Open Access
Volume 36, 2022
Article Number 2022001
Number of page(s) 6
Published online 09 November 2022

© 2022 by the Chinese Academy of Sciences and published by the journal Bulletin of the Chinese Academy of Sciences.

Licence Creative CommonsThis paper is licensed and distributed under the Creative Commons Attribution-NonCommercial-NoDerivatives license 4.0 as given at


In 2002, the International Science Council, first recognised health as an important focus for science. The first science plan was then submitted to its General Assembly in 2011. The science plan of 2011 laid out the vision and key concepts of the programme and the importance of a systems approach to better understanding health and wellbeing in the rapidly changing urban environments. It was then decided to establish a new global science programme which would take a systems approach to urban health and wellbeing. The programme was established at the Institute of Urban Environment of the Chinese Academy of Sciences and took up its global operations in October 2014.

The new science plan deviates from its 2011 predecessor by making a shift from “improving health and wellbeing of people in cities” to “improving population and planetary health in the context of complex urban systems”. It focuses on the interactions of people with the environment in complex urban systems, with health resulting as an emergent systemic property. While both plans have applied systems thinking, the difference between the previous and the new approaches lies in the recognition that in the age of the Anthropocene, a less anthropocentric and more eco-centric view becomes necessary (Küpers, 2020; Kotzé and French, 2018).

Highlighting the urgency of this shift, in the decade between the first and the second science plans, the adverse trends of many planetary and human health symptoms have continued, including the COVID-19 pandemic – which has made accelerated learning for health and wellbeing by applying a systems approach even more urgent than before. The COVID-19 pandemic has starkly revealed the systemic nature of urban health (Gatzweiler et al., 2020) and has further widened existing social and economic inequalities in many cities, making the virus more harmful beyond its direct detrimental human health impacts.

As the recent COVID-19 pandemic has demonstrated, the interlinkages, synergies, trade-offs and feedbacks between human systems and environmental systems in a rapidly urbanising world make an integrated systems approach for human and planetary health necessary (Thoradeniya and Jayasinghe 2021). Cities are neural centres where many challenges emerge, but also where the foresight, planning and decision-making on how to address them can be made and implemented.

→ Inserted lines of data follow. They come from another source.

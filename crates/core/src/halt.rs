use std::sync::Arc;
use std::sync::atomic::{AtomicUsize, Ordering};
use std::time::Duration;

use crate::error::MonitorError;

/// Irreversibly halts the host.
///
/// On success the host goes down, so a return (Ok or Err) only tells the
/// caller what to log.
#[async_trait::async_trait]
pub trait ShutdownTrigger: Send + Sync {
    async fn halt_host(&self) -> Result<(), MonitorError>;
}

/// Runs a shutdown command line such as `sudo shutdown -h now`.
#[derive(Debug, Clone)]
pub struct CommandHalt {
    program: String,
    args: Vec<String>,
    timeout: Duration,
}

impl CommandHalt {
    /// Split `command` on whitespace into program and arguments.
    pub fn from_command_line(command: &str, timeout: Duration) -> Result<Self, MonitorError> {
        let mut words = command.split_whitespace().map(str::to_owned);
        let program = words
            .next()
            .ok_or_else(|| MonitorError::Config("shutdown_command must not be empty".into()))?;
        Ok(Self {
            program,
            args: words.collect(),
            timeout,
        })
    }

    pub fn command_line(&self) -> String {
        std::iter::once(self.program.as_str())
            .chain(self.args.iter().map(String::as_str))
            .collect::<Vec<_>>()
            .join(" ")
    }
}

#[async_trait::async_trait]
impl ShutdownTrigger for CommandHalt {
    async fn halt_host(&self) -> Result<(), MonitorError> {
        let result = tokio::time::timeout(
            self.timeout,
            tokio::process::Command::new(&self.program)
                .args(&self.args)
                .kill_on_drop(true)
                .status(),
        )
        .await;

        match result {
            Ok(Ok(status)) if status.success() => Ok(()),
            Ok(Ok(status)) => Err(MonitorError::Halt(format!(
                "`{}` exited with {status}",
                self.command_line()
            ))),
            Ok(Err(e)) => Err(MonitorError::Halt(format!(
                "cannot run `{}`: {e}",
                self.command_line()
            ))),
            Err(_) => Err(MonitorError::Halt(format!(
                "`{}` did not finish within {:?}",
                self.command_line(),
                self.timeout
            ))),
        }
    }
}

/// Mock trigger for testing. Counts invocations instead of halting.
#[derive(Debug, Clone, Default)]
pub struct MockHalt {
    calls: Arc<AtomicUsize>,
    fail: bool,
}

impl MockHalt {
    pub fn new() -> Self {
        Self::default()
    }

    /// A trigger whose every invocation fails.
    pub fn failing() -> Self {
        Self {
            calls: Arc::default(),
            fail: true,
        }
    }

    pub fn calls(&self) -> usize {
        self.calls.load(Ordering::SeqCst)
    }
}

#[async_trait::async_trait]
impl ShutdownTrigger for MockHalt {
    async fn halt_host(&self) -> Result<(), MonitorError> {
        self.calls.fetch_add(1, Ordering::SeqCst);
        if self.fail {
            Err(MonitorError::Halt("mock halt failure".into()))
        } else {
            Ok(())
        }
    }
}
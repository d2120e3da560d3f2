use std::path::PathBuf;
use std::sync::Arc;

use anyhow::Context;
use clap::Parser;
use upsmon_core::config::MonitorCfg;
use upsmon_core::error::MonitorError;
use upsmon_core::halt::CommandHalt;
use upsmon_core::notify::WebhookNotifier;
use upsmon_core::runtime::{Monitor, MonitorExit};
use upsmon_nut::NutTcpClient;

/// Monitor a UPS through upsd and shut the host down on low battery.
///
/// Every option can also be set through `UPSMON_<KEY>` environment
/// variables (e.g. `UPSMON_WEBHOOK_URL`); flags win over the environment.
#[derive(Debug, Parser)]
#[command(name = "upsmon", version, about, long_about = None)]
struct Cli {
    /// Name of the UPS to monitor
    #[arg(long)]
    ups: Option<String>,

    /// Battery percentage below which the host is shut down
    #[arg(long)]
    threshold: Option<u8>,

    /// Seconds between polls
    #[arg(long)]
    interval: Option<u64>,

    /// URL receiving `{"message": ...}` notifications
    #[arg(long)]
    webhook_url: Option<String>,

    /// upsd host
    #[arg(long)]
    nut_host: Option<String>,

    /// upsd port
    #[arg(long)]
    nut_port: Option<u16>,

    /// Append-only log file
    #[arg(long)]
    log_file: Option<PathBuf>,
}

impl Cli {
    fn apply(self, mut cfg: MonitorCfg) -> MonitorCfg {
        if let Some(ups) = self.ups {
            cfg.ups_name = ups;
        }
        if let Some(threshold) = self.threshold {
            cfg.low_battery_threshold = threshold;
        }
        if let Some(interval) = self.interval {
            cfg.check_interval_secs = interval;
        }
        if let Some(url) = self.webhook_url {
            cfg.webhook_url = url;
        }
        if let Some(host) = self.nut_host {
            cfg.nut_host = host;
        }
        if let Some(port) = self.nut_port {
            cfg.nut_port = port;
        }
        if let Some(path) = self.log_file {
            cfg.log_file = path;
        }
        cfg
    }
}

#[tokio::main(flavor = "current_thread")]
async fn main() -> anyhow::Result<()> {
    let cfg = Cli::parse().apply(MonitorCfg::from_env());
    cfg.validate()?;
    upsmon_core::logging::init(&cfg.log_file)?;

    tracing::info!("starting UPS monitor for {}", cfg.ups_name);

    let client = NutTcpClient::new(cfg.nut_host.clone(), cfg.nut_port)
        .with_connect_timeout(cfg.query_timeout());
    let notifier = WebhookNotifier::new(cfg.webhook_url.clone(), cfg.notify_timeout())
        .context("building webhook notifier")?;
    let halt = CommandHalt::from_command_line(&cfg.shutdown_command, cfg.shutdown_timeout())?;

    let cfg = Arc::new(cfg);
    let mut monitor = Monitor::new(
        Arc::clone(&cfg),
        Box::new(client),
        Arc::new(notifier),
        Arc::new(halt),
    );
    monitor.shutdown_guard().spawn_signal_listener();

    match monitor.run().await {
        MonitorExit::UnknownUps { available } => Err(MonitorError::UnknownUps {
            name: cfg.ups_name.clone(),
            available,
        }
        .into()),
        MonitorExit::ShutdownInitiated => {
            tracing::info!("monitor stopped after initiating shutdown");
            Ok(())
        }
        MonitorExit::Cancelled => {
            tracing::info!("monitor stopped by signal");
            Ok(())
        }
    }
}

#[cfg(test)]
mod tests {
    use super::*;

    #[test]
    fn ups_flag_overrides_environment_layer() {
        let cli = Cli::try_parse_from(["upsmon", "--ups", "rack"]).unwrap();
        let base = MonitorCfg {
            ups_name: "from-env".into(),
            ..MonitorCfg::default()
        };
        let cfg = cli.apply(base);
        assert_eq!(cfg.ups_name, "rack");
        assert_eq!(cfg.low_battery_threshold, 20);
    }

    #[test]
    fn no_flags_keep_base_config() {
        let cli = Cli::try_parse_from(["upsmon"]).unwrap();
        assert_eq!(cli.apply(MonitorCfg::default()), MonitorCfg::default());
    }

    #[test]
    fn all_flags_parse() {
        let cli = Cli::try_parse_from([
            "upsmon",
            "--ups", "cp850",
            "--threshold", "30",
            "--interval", "15",
            "--webhook-url", "https://hooks.local/ups",
            "--nut-host", "10.0.0.2",
            "--nut-port", "3494",
            "--log-file", "/var/log/upsmon.log",
        ])
        .unwrap();
        let cfg = cli.apply(MonitorCfg::default());
        assert_eq!(cfg.ups_name, "cp850");
        assert_eq!(cfg.low_battery_threshold, 30);
        assert_eq!(cfg.check_interval_secs, 15);
        assert_eq!(cfg.webhook_url, "https://hooks.local/ups");
        assert_eq!(cfg.nut_host, "10.0.0.2");
        assert_eq!(cfg.nut_port, 3494);
        assert_eq!(cfg.log_file, PathBuf::from("/var/log/upsmon.log"));
    }

    #[test]
    fn rejects_subcommands_and_unknown_flags() {
        assert!(Cli::try_parse_from(["upsmon", "run"]).is_err());
        assert!(Cli::try_parse_from(["upsmon", "--verbose"]).is_err());
    }
}
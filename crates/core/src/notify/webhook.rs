use std::time::Duration;

use super::{Notifier, NotifyOutcome};
use crate::error::MonitorError;

/// Posts `{"message": ...}` as JSON to a fixed URL. Any 2xx reply counts as delivered.
pub struct WebhookNotifier {
    client: reqwest::Client,
    url: String,
}

impl WebhookNotifier {
    pub fn new(url: impl Into<String>, timeout: Duration) -> Result<Self, MonitorError> {
        let client = reqwest::Client::builder()
            .timeout(timeout)
            .build()
            .map_err(|e| MonitorError::Notifier(e.to_string()))?;
        Ok(Self {
            client,
            url: url.into(),
        })
    }

    pub fn url(&self) -> &str {
        &self.url
    }
}

#[async_trait::async_trait]
impl Notifier for WebhookNotifier {
    async fn send(&self, message: &str) -> NotifyOutcome {
        let resp = self
            .client
            .post(&self.url)
            .json(&serde_json::json!({ "message": message }))
            .send()
            .await;

        match resp {
            Ok(resp) if resp.status().is_success() => NotifyOutcome::Delivered,
            Ok(resp) => NotifyOutcome::Rejected {
                status: resp.status().as_u16(),
            },
            Err(e) if e.is_timeout() => NotifyOutcome::Failed("request timed out".into()),
            Err(e) => NotifyOutcome::Failed(e.to_string()),
        }
    }
}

In this article, the context, challenges, opportunities, goals and proposed actions of the new science plan for urban health and wellbeing, are presented in brief. They have been elaborated by the scientific committee of the Urban Health and Wellbeing (UHWB) programme and aim at guiding urban health related decision making and initiatives in cities of all regions of the world.

Context and Challenge

In the last decade, the trends in planetary and human health have continued, often at an exponential rate, and imposed additional pressures on people and the planet. Deforestation and fossil fuel burning have increased CO2 levels in the Earth’s atmosphere from 280 ppm in preindustrial times to over 400 ppm today, causing a rise in the Earth’s surface temperature. Despite international agreements, greenhouse gas emissions have doubled since 1980 and continue to rise (IPCC, 2018). The 6th Intergovernmental Panel on Climate Change (IPCC) assessment report (2021) issued a “code red for humanity” with increasing extreme weather events as well as occurrences of interconnected risks like sea level rise, food security, health, and biodiversity loss.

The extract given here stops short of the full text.